Our current discourse about war veers from euphemism—kinetic operations, persistent low-intensity conflict, hearts and minds—to a deeply romanticized, unreflective rhetoric about heroes and values, to the equally and paradoxically romantic language of knowingness, cynicism, and disaffection inherited from pop-culture depictions of Vietnam (“Apocalypse Now speak,” one might call this last category). It is all or nothing; there is no room for ambiguity.
Caught between gauzy nostalgia for a “good war” and the current realities of a dubious one, today’s discussions are too often muddied by a reluctance to acknowledge that the deaths of good people in bankrupt causes do nothing to ameliorate those causes, or that armies serving just ends comprise soldiers with a wild variety of motives. Americans seem constitutionally incapable of accepting that even a “good war” is never fought for a single good cause alone nor ever won without brutal methods.

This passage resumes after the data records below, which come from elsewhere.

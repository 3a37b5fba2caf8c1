use tracing::info;

use crate::errors::AppError;
use crate::models::application::{ApplicationPayload, ApplicationRow, NewApplication};
use crate::store::Store;

/// Files a new application for an existing applicant. Applicants may hold any
/// number of applications. An `id` in the payload is ignored; this path always inserts.
pub async fn save_application(
    store: &dyn Store,
    applicant_id: i64,
    payload: ApplicationPayload,
) -> Result<ApplicationRow, AppError> {
    store
        .find_applicant(applicant_id)
        .await?
        .ok_or_else(|| AppError::applicant_not_found(applicant_id))?;

    let application = store
        .insert_application(applicant_id, &NewApplication::from(payload))
        .await?;

    info!(
        "Saved application {} for applicant {applicant_id}",
        application.id
    );
    Ok(application)
}
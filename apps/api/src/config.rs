use std::str::FromStr;

use anyhow::{bail, Context, Result};

/// Which `Store` implementation backs the API.
#[derive(Debug, Clone, Copy, PartialEq, Eq)]
pub enum StorageBackend {
    Postgres,
    Memory,
}

impl FromStr for StorageBackend {
    type Err = anyhow::Error;

    fn from_str(s: &str) -> Result<Self> {
        match s.trim().to_ascii_lowercase().as_str() {
            "postgres" | "postgresql" => Ok(StorageBackend::Postgres),
            "memory" => Ok(StorageBackend::Memory),
            other => bail!("unknown storage backend '{other}' (expected 'postgres' or 'memory')"),
        }
    }
}

/// What happens when a résumé is attached to an applicant that already has one.
#[derive(Debug, Clone, Copy, PartialEq, Eq)]
pub enum ResumePolicy {
    /// Keep the stored résumé and answer 409.
    Reject,
    /// Overwrite the stored résumé's content in place.
    Replace,
}

impl FromStr for ResumePolicy {
    type Err = anyhow::Error;

    fn from_str(s: &str) -> Result<Self> {
        match s.trim().to_ascii_lowercase().as_str() {
            "reject" => Ok(ResumePolicy::Reject),
            "replace" => Ok(ResumePolicy::Replace),
            other => bail!("unknown résumé policy '{other}' (expected 'reject' or 'replace')"),
        }
    }
}

/// Application configuration loaded from environment variables.
/// Startup fails if a required variable is missing or malformed.
#[derive(Debug, Clone)]
pub struct Config {
    pub storage: StorageBackend,
    pub database_url: Option<String>,
    pub db_max_connections: u32,
    pub port: u16,
    pub rust_log: String,
    pub max_page_size: u32,
    pub resume_policy: ResumePolicy,
}

impl Default for Config {
    fn default() -> Self {
        Config {
            storage: StorageBackend::Memory,
            database_url: None,
            db_max_connections: 10,
            port: 8080,
            rust_log: "info".to_string(),
            max_page_size: 100,
            resume_policy: ResumePolicy::Reject,
        }
    }
}

impl Config {
    pub fn from_env() -> Result<Self> {
        dotenvy::dotenv().ok(); // load .env if present; ignore if missing

        Self::from_lookup(|key| std::env::var(key).ok())
    }

    /// Builds the config from an arbitrary key lookup so parsing can be tested
    /// without touching the process environment.
    pub fn from_lookup<F>(lookup: F) -> Result<Self>
    where
        F: Fn(&str) -> Option<String>,
    {
        let storage = parse_or(&lookup, "STORAGE_BACKEND", StorageBackend::Postgres)?;
        let database_url = lookup("DATABASE_URL");
        if storage == StorageBackend::Postgres && database_url.is_none() {
            bail!("Required environment variable 'DATABASE_URL' is not set");
        }

        let max_page_size: u32 = parse_or(&lookup, "MAX_PAGE_SIZE", 100)?;
        if max_page_size == 0 {
            bail!("MAX_PAGE_SIZE must be at least 1");
        }

        Ok(Config {
            storage,
            database_url,
            db_max_connections: parse_or(&lookup, "DB_MAX_CONNECTIONS", 10)?,
            port: parse_or(&lookup, "PORT", 8080)?,
            rust_log: lookup("RUST_LOG").unwrap_or_else(|| "info".to_string()),
            max_page_size,
            resume_policy: parse_or(&lookup, "RESUME_POLICY", ResumePolicy::Reject)?,
        })
    }
}

fn parse_or<F, T>(lookup: &F, key: &str, default: T) -> Result<T>
where
    F: Fn(&str) -> Option<String>,
    T: FromStr,
    T::Err: std::fmt::Display,
{
    match lookup(key) {
        Some(raw) => raw
            .parse::<T>()
            .map_err(|e| anyhow::anyhow!("{e}"))
            .with_context(|| format!("Environment variable '{key}' has an invalid value '{raw}'")),
        None => Ok(default),
    }
}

Grant fought in two wars, the Mexican War and the Civil War. The latter he believed a war of principle, the former “one of the most unjust ever waged by a stronger against a weaker nation.” But he never allowed the fact that brave men died in Mexico to distort his opinion of its politics, nor did he permit his belief in the cause of union to gild the waste of human life that secured it. More than a century has passed since Grant’s death, and we are at war again, or still. His writing reveals another way to talk about war.
To his wife on his first battle:
There is no great sport in having bullets flying about one in evry direction but I find they have much less horror when among them than when in anticipation. menced with such vengence I am in hopes my Dear Julia that we will soon be able to end it.
On his second:
[T]he battle of Resaca de la Palma would have been won, just as it was, if I had not been there.
On his first mission in command during the Civil War:
I would have given anything then to have been back in Illinois, but I had not the moral courage to call a halt and consider what to do; I kept right on.
On the character of Zachary Taylor:
No soldier could face either danger or responsibility more calmly than he. These are qualities more rarely found than genius or physical courage.
On the surrender of Robert E. Lee:
That much talked of surrendering of Lee’s sword and my handing it back, this and much more that has been said about it is the purest romance.
Perhaps Grant’s philosophy of composition is best expressed in his description of the letter he sent to Lee accepting the latter’s surrender: “When I put my pen to the paper I did not know the first word that I should make use of in writing the terms. I only knew what was in my mind, and I wished to express it clearly, so that there could be no mistaking it.” Grant loves that final phrase. He repeats it several times in theMemoirs to describe both his own prose style and that of his hero Taylor.
A friend likes to tease me that there is no conversation into which I cannot smuggle a mention of Grant. When it happens—when my mind works itself around from an apparently unrelated subject to the Civil War general—she’ll say, “Ah, Grant!” as if he’s a mutual acquaintance she hasn’t heard news of in a while: “There he is. It was only a matter of time.” She’s right, of course: Grant is my idée fixe. (How many people can say that?) I’ll drop his name at what may seem the most unlikely moment. It just seems to me the right connection to make in so many circumstances, especially in recent years, when we have taken to talking about war in ways that differ profoundly from the clear-sighted, plain-speaking mode that was second nature to him.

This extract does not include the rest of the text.